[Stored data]
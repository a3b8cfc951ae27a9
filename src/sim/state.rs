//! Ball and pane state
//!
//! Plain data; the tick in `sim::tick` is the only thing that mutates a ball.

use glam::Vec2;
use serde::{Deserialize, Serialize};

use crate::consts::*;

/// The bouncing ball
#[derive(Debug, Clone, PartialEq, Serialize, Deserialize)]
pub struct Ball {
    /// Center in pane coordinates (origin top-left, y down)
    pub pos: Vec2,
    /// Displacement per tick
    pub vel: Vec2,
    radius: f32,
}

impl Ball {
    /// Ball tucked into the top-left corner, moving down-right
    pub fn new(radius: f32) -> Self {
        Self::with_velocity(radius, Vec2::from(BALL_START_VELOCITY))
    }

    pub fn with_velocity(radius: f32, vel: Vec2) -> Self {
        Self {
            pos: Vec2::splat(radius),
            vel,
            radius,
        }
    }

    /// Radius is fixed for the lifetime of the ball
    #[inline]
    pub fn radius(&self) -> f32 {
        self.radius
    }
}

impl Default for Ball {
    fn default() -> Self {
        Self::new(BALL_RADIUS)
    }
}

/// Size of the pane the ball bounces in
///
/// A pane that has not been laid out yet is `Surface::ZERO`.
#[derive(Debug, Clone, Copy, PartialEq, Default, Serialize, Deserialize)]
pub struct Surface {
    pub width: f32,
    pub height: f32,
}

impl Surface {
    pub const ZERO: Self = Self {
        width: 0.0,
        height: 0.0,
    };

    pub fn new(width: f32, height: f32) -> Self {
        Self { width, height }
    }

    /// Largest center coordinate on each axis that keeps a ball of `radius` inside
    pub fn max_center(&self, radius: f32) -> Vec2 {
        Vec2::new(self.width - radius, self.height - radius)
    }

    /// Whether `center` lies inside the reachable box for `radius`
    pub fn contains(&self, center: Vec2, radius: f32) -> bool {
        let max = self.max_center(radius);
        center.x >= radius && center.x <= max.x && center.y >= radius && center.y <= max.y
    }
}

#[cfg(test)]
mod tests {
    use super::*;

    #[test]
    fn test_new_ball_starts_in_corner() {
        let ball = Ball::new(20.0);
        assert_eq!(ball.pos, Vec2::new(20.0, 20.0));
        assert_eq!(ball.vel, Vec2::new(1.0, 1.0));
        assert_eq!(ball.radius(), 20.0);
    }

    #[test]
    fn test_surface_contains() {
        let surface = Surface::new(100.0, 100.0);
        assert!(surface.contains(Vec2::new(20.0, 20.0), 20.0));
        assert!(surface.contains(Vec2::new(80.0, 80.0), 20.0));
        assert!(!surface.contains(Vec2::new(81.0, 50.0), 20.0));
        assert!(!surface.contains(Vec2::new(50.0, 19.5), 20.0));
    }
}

* * *

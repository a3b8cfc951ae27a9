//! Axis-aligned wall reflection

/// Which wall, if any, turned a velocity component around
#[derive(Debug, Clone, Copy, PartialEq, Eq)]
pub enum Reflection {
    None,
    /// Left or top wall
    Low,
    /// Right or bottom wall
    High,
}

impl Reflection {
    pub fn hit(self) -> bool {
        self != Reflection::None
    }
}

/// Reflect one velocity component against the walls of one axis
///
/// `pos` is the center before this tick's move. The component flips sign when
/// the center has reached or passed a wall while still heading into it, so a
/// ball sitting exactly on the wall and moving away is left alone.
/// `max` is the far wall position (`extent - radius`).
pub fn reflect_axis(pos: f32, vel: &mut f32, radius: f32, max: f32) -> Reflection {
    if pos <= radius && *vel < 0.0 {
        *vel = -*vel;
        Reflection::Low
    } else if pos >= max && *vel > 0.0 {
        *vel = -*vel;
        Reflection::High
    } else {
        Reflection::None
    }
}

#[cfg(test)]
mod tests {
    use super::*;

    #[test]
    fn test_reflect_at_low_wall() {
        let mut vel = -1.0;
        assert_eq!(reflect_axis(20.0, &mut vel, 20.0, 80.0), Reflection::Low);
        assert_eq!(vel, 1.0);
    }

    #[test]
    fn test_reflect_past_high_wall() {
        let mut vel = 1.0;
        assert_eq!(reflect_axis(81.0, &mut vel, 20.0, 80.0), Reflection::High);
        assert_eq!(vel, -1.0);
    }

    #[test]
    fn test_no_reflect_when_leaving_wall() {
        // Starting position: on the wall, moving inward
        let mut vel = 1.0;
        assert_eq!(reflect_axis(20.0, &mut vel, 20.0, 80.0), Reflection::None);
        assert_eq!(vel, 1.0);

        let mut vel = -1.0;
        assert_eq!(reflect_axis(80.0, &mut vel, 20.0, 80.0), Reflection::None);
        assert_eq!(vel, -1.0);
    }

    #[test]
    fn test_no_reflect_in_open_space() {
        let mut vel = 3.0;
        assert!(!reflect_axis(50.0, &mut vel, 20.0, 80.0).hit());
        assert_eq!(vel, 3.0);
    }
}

## Problem to work on
A complete answer gives every line of the data that includes "component".

## Task result
/// Which wall, if any, turned a velocity component around
/// Reflect one velocity component against the walls of one axis
/// `pos` is the center before this tick's move. The component flips sign when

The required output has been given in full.